As you can see, 'NOT' lost the original type - it was integer NULL,
not boolean NULL.

Another place is vdbe.c:2627 - here you jump to op_column_out
bypassing field_type assignment. Why?

>>> @@ -1909,6 +1924,7 @@ case OP_ShiftRight: {           /* same as TK_RSHIFT, in1, in2, out3 */
>>> 		}
>>> 	}
>>> 	mem_set_i64(pOut, iA);
>>> +	pOut->field_type = field_type_MAX;
>>> 	break;
>>> }
>>>
>>> @@ -1988,6 +2004,13 @@ case OP_Cast: {                  /* in1 */
>>> 	if (ExpandBlob(pIn1) != 0)
>>> 		goto abort_due_to_error;
>>> 	rc = sqlVdbeMemCast(pIn1, pOp->p2);
>>> +	/*
>>> +	 * SCALAR is not type itself, but rather an aggregation
>>> +	 * of types. Hence, cast to this type shouldn't change
>>> +	 * original type of argument.
>>> +	 */
>>> +	if (pOp->p2 != FIELD_TYPE_SCALAR)
>>> +		pIn1->field_type = pOp->p2;
>>
>> 8. Why sqlVdbeMemCast does not update the type inside? Now
>> this function works on half - it updates flags with a new type,
>> sets a new value, but doesn't touch field_type.
> 
> Because it has several exit points and otherwise we have
> to add to each branch:
> 
> diff --git a/src/box/sql/vdbemem.c b/src/box/sql/vdbemem.c
> index e5941de8e..7892af116 100644
> --- a/src/box/sql/vdbemem.c
> +++ b/src/box/sql/vdbemem.c
> @@ -673,10 +673,12 @@ sqlVdbeMemCast(Mem * pMem, enum field_type type)

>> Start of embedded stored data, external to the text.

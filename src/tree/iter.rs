use compare::Compare;
use std::fmt::{self, Debug};
use std::iter::FusedIterator;
use std::ptr;
use std::vec;
use super::{Handle, Tree};
use super::node::{Dir, Left, NIL, NodeIndex, Right, Store};

impl<K, V> Store<K, V> {
    /// Returns the last node reached by following `D` links from `node`.
    ///
    /// `node` must hold an element.
    pub fn extremum<D: Dir>(&self, mut node: NodeIndex) -> NodeIndex {
        loop {
            match D::child(&self[node]) {
                NIL => return node,
                child => node = child,
            }
        }
    }

    /// Returns the in-order neighbor of `node` in direction `D`, or the sentinel if `node` is
    /// the extremum in that direction.
    ///
    /// Only links are read, so this also works from a freed slot whose links are intact.
    pub fn step<D: Dir>(&self, mut node: NodeIndex) -> NodeIndex {
        let child = D::child(&self[node]);
        if child != NIL { return self.extremum::<D::Opposite>(child); }

        let mut parent = self.parent(node);

        while parent != NIL && D::child(&self[parent]) == node {
            node = parent;
            parent = self.parent(node);
        }

        parent
    }
}

impl<K, V, C> Tree<K, V, C> where C: Compare<K> {
    /// Steps from `node` in direction `D`.
    ///
    /// The sentinel sits on a ring with the elements: stepping right from it yields the
    /// minimum, and stepping left from it yields the maximum.
    pub(super) fn step<D: Dir>(&self, node: NodeIndex) -> NodeIndex {
        if node != NIL { return self.store.step::<D>(node); }
        if D::left() { self.max } else { self.min }
    }

    pub(super) fn cursor_at(&self, index: NodeIndex) -> Cursor<K, V, C> {
        Cursor { tree: self, index: index }
    }

    /// Returns a cursor at the tree's minimum element, or at the end if the tree is empty.
    pub fn begin(&self) -> Cursor<K, V, C> { self.cursor_at(self.min) }

    /// Returns a cursor at the end of the tree, the position after the maximum element.
    pub fn end(&self) -> Cursor<K, V, C> { self.cursor_at(NIL) }

    /// Returns a reverse cursor at the tree's maximum element.
    pub fn rbegin(&self) -> RevCursor<K, V, C> { RevCursor { base: self.end() } }

    /// Returns a reverse cursor at the position before the tree's minimum element.
    pub fn rend(&self) -> RevCursor<K, V, C> { RevCursor { base: self.begin() } }

    /// Returns a cursor at the element the given handle refers to, or `None` if the handle has
    /// been invalidated.
    ///
    /// # Examples
    ///
    /// ```
    /// let mut tree = rbtree::Tree::new();
    /// for key in 1..4 { tree.insert(key, ()); }
    /// let two = tree.find(&2).unwrap();
    ///
    /// let mut cursor = tree.cursor(two).unwrap();
    /// cursor.move_next();
    /// assert_eq!(cursor.key(), Some(&3));
    /// ```
    pub fn cursor(&self, handle: Handle) -> Option<Cursor<K, V, C>> {
        if self.is_live(handle) { Some(self.cursor_at(handle.index)) } else { None }
    }

    /// Returns an iterator over the tree's elements, in ascending order.
    pub fn iter(&self) -> Iter<K, V> {
        Iter { store: &self.store, front: self.min, back: self.max, len: self.len() }
    }

    /// Returns an iterator over the tree's elements with mutable references to their values,
    /// in ascending order.
    pub fn iter_mut(&mut self) -> IterMut<K, V> {
        let mut order = Vec::with_capacity(self.len());
        let mut node = self.min;

        while node != NIL {
            order.push(node);
            node = self.store.step::<Right>(node);
        }

        IterMut { entries: self.store.entries_mut(&order).into_iter() }
    }

    /// Returns a consuming iterator over the tree's elements, in ascending order.
    pub fn into_iter(self) -> IntoIter<K, V> {
        let len = self.len();
        IntoIter { store: self.store, front: self.min, back: self.max, len: len }
    }
}

/// A position in a [`Tree`](struct.Tree.html): either an element or the end.
///
/// The end position lies both after the maximum and before the minimum, so moving a cursor
/// forward and then back always returns it to where it started. A cursor borrows its tree and
/// therefore cannot outlive a mutation.
pub struct Cursor<'a, K: 'a, V: 'a, C: 'a> where C: Compare<K> {
    tree: &'a Tree<K, V, C>,
    index: NodeIndex,
}

impl<'a, K, V, C> Cursor<'a, K, V, C> where C: Compare<K> {
    /// Checks if the cursor is at the end of the tree.
    pub fn is_end(&self) -> bool { self.index == NIL }

    /// Returns the key and value at the cursor, or `None` at the end.
    pub fn get(&self) -> Option<(&'a K, &'a V)> {
        if self.is_end() { None } else { Some(self.tree.store.key_value(self.index)) }
    }

    pub fn key(&self) -> Option<&'a K> { self.get().map(|e| e.0) }

    pub fn value(&self) -> Option<&'a V> { self.get().map(|e| e.1) }

    /// Returns a handle to the element at the cursor, or `None` at the end.
    pub fn handle(&self) -> Option<Handle> {
        if self.is_end() { None } else { Some(self.tree.handle(self.index)) }
    }

    /// Moves the cursor to the next element.
    ///
    /// From the maximum the cursor moves to the end, and from the end it moves to the minimum.
    pub fn move_next(&mut self) { self.index = self.tree.step::<Right>(self.index); }

    /// Moves the cursor to the previous element.
    ///
    /// From the minimum the cursor moves to the end, and from the end it moves to the maximum.
    pub fn move_prev(&mut self) { self.index = self.tree.step::<Left>(self.index); }

    /// Returns the element the cursor would reach with `move_next`.
    pub fn peek_next(&self) -> Option<(&'a K, &'a V)> {
        let mut next = *self;
        next.move_next();
        next.get()
    }

    /// Returns the element the cursor would reach with `move_prev`.
    pub fn peek_prev(&self) -> Option<(&'a K, &'a V)> {
        let mut prev = *self;
        prev.move_prev();
        prev.get()
    }
}

impl<'a, K, V, C> Clone for Cursor<'a, K, V, C> where C: Compare<K> {
    fn clone(&self) -> Self { *self }
}

impl<'a, K, V, C> Copy for Cursor<'a, K, V, C> where C: Compare<K> {}

impl<'a, K, V, C> PartialEq for Cursor<'a, K, V, C> where C: Compare<K> {
    fn eq(&self, other: &Self) -> bool {
        ptr::eq(self.tree, other.tree) && self.index == other.index
    }
}

impl<'a, K, V, C> Eq for Cursor<'a, K, V, C> where C: Compare<K> {}

impl<'a, K, V, C> Debug for Cursor<'a, K, V, C> where K: Debug, V: Debug, C: Compare<K> {
    fn fmt(&self, f: &mut fmt::Formatter) -> fmt::Result {
        f.debug_tuple("Cursor").field(&self.get()).finish()
    }
}

/// A cursor that walks a [`Tree`](struct.Tree.html) in descending order.
///
/// It wraps a forward cursor and refers to the element before it, so `rbegin` wraps `end`
/// and `rend` wraps `begin`.
pub struct RevCursor<'a, K: 'a, V: 'a, C: 'a> where C: Compare<K> {
    base: Cursor<'a, K, V, C>,
}

impl<'a, K, V, C> RevCursor<'a, K, V, C> where C: Compare<K> {
    /// Returns the forward cursor this cursor wraps.
    pub fn base(&self) -> Cursor<'a, K, V, C> { self.base }

    /// Checks if the cursor has passed the tree's minimum element.
    pub fn is_end(&self) -> bool { self.base.index == self.base.tree.min }

    pub fn get(&self) -> Option<(&'a K, &'a V)> {
        if self.is_end() { None } else { self.base.peek_prev() }
    }

    pub fn key(&self) -> Option<&'a K> { self.get().map(|e| e.0) }

    pub fn value(&self) -> Option<&'a V> { self.get().map(|e| e.1) }

    pub fn handle(&self) -> Option<Handle> {
        if self.is_end() {
            None
        } else {
            let mut prev = self.base;
            prev.move_prev();
            prev.handle()
        }
    }

    /// Moves the cursor to the next smaller element.
    pub fn move_next(&mut self) { self.base.move_prev(); }

    /// Moves the cursor to the next larger element.
    pub fn move_prev(&mut self) { self.base.move_next(); }
}

impl<'a, K, V, C> Clone for RevCursor<'a, K, V, C> where C: Compare<K> {
    fn clone(&self) -> Self { *self }
}

impl<'a, K, V, C> Copy for RevCursor<'a, K, V, C> where C: Compare<K> {}

impl<'a, K, V, C> PartialEq for RevCursor<'a, K, V, C> where C: Compare<K> {
    fn eq(&self, other: &Self) -> bool { self.base == other.base }
}

impl<'a, K, V, C> Eq for RevCursor<'a, K, V, C> where C: Compare<K> {}

/// An iterator over a tree's elements.
pub struct Iter<'a, K: 'a, V: 'a> {
    store: &'a Store<K, V>,
    front: NodeIndex,
    back: NodeIndex,
    len: usize,
}

impl<'a, K, V> Clone for Iter<'a, K, V> {
    fn clone(&self) -> Self {
        Iter { store: self.store, front: self.front, back: self.back, len: self.len }
    }
}

impl<'a, K, V> Iterator for Iter<'a, K, V> {
    type Item = (&'a K, &'a V);

    fn next(&mut self) -> Option<(&'a K, &'a V)> {
        if self.len == 0 { return None; }
        let node = self.front;
        self.front = self.store.step::<Right>(node);
        self.len -= 1;
        Some(self.store.key_value(node))
    }

    fn size_hint(&self) -> (usize, Option<usize>) { (self.len, Some(self.len)) }
}

impl<'a, K, V> DoubleEndedIterator for Iter<'a, K, V> {
    fn next_back(&mut self) -> Option<(&'a K, &'a V)> {
        if self.len == 0 { return None; }
        let node = self.back;
        self.back = self.store.step::<Left>(node);
        self.len -= 1;
        Some(self.store.key_value(node))
    }
}

impl<'a, K, V> ExactSizeIterator for Iter<'a, K, V> {}

impl<'a, K, V> FusedIterator for Iter<'a, K, V> {}

/// An iterator over a tree's elements with mutable references to their values.
pub struct IterMut<'a, K: 'a, V: 'a> {
    entries: vec::IntoIter<(&'a K, &'a mut V)>,
}

impl<'a, K, V> Iterator for IterMut<'a, K, V> {
    type Item = (&'a K, &'a mut V);
    fn next(&mut self) -> Option<(&'a K, &'a mut V)> { self.entries.next() }
    fn size_hint(&self) -> (usize, Option<usize>) { self.entries.size_hint() }
}

impl<'a, K, V> DoubleEndedIterator for IterMut<'a, K, V> {
    fn next_back(&mut self) -> Option<(&'a K, &'a mut V)> { self.entries.next_back() }
}

impl<'a, K, V> ExactSizeIterator for IterMut<'a, K, V> {}

impl<'a, K, V> FusedIterator for IterMut<'a, K, V> {}

/// A consuming iterator over a tree's elements.
pub struct IntoIter<K, V> {
    store: Store<K, V>,
    front: NodeIndex,
    back: NodeIndex,
    len: usize,
}

impl<K, V> Iterator for IntoIter<K, V> {
    type Item = (K, V);

    // Freeing a slot keeps its links, so the walk can continue through already-yielded nodes.
    fn next(&mut self) -> Option<(K, V)> {
        if self.len == 0 { return None; }
        let node = self.front;
        self.front = self.store.step::<Right>(node);
        self.len -= 1;
        Some(self.store.free(node))
    }

    fn size_hint(&self) -> (usize, Option<usize>) { (self.len, Some(self.len)) }
}

impl<K, V> DoubleEndedIterator for IntoIter<K, V> {
    fn next_back(&mut self) -> Option<(K, V)> {
        if self.len == 0 { return None; }
        let node = self.back;
        self.back = self.store.step::<Left>(node);
        self.len -= 1;
        Some(self.store.free(node))
    }
}

impl<K, V> ExactSizeIterator for IntoIter<K, V> {}

impl<K, V> FusedIterator for IntoIter<K, V> {}

/// An iterator over the elements of a tree whose keys lie in a range.
pub struct Range<'a, K: 'a, V: 'a> {
    store: &'a Store<K, V>,
    front: NodeIndex,
    back: NodeIndex,
    done: bool,
}

impl<'a, K, V> Range<'a, K, V> {
    pub(super) fn new(store: &'a Store<K, V>, front: NodeIndex, back: NodeIndex, done: bool)
        -> Self {
        Range { store: store, front: front, back: back, done: done }
    }
}

impl<'a, K, V> Clone for Range<'a, K, V> {
    fn clone(&self) -> Self {
        Range { store: self.store, front: self.front, back: self.back, done: self.done }
    }
}

impl<'a, K, V> Iterator for Range<'a, K, V> {
    type Item = (&'a K, &'a V);

    fn next(&mut self) -> Option<(&'a K, &'a V)> {
        if self.done { return None; }
        let node = self.front;
        if node == self.back {
            self.done = true;
        } else {
            self.front = self.store.step::<Right>(node);
        }
        Some(self.store.key_value(node))
    }
}

impl<'a, K, V> DoubleEndedIterator for Range<'a, K, V> {
    fn next_back(&mut self) -> Option<(&'a K, &'a V)> {
        if self.done { return None; }
        let node = self.back;
        if node == self.front {
            self.done = true;
        } else {
            self.back = self.store.step::<Left>(node);
        }
        Some(self.store.key_value(node))
    }
}

impl<'a, K, V> FusedIterator for Range<'a, K, V> {}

>         case FIELD_TYPE_BOOLEAN:
>                 if ((pMem->flags & MEM_Int) != 0) {
>                         mem_set_bool(pMem, pMem->u.i);
> +                       pMem->field_type = type;
>                         return 0;
>                 }
>                 if ((pMem->flags & MEM_UInt) != 0) {
>                         mem_set_bool(pMem, pMem->u.u);
> +                       pMem->field_type = type;
>                         return 0;
>                 }
>                 if ((pMem->flags & MEM_Real) != 0) {
> 
> Etc.
> 
> What is more, this is the only path (OP_Cast) which calls
> sqlVdbeMemCast() function. So IMHO it is pretty OK.
> 
> If you want, I can attempt at refactoring sqlVdbeMemCast()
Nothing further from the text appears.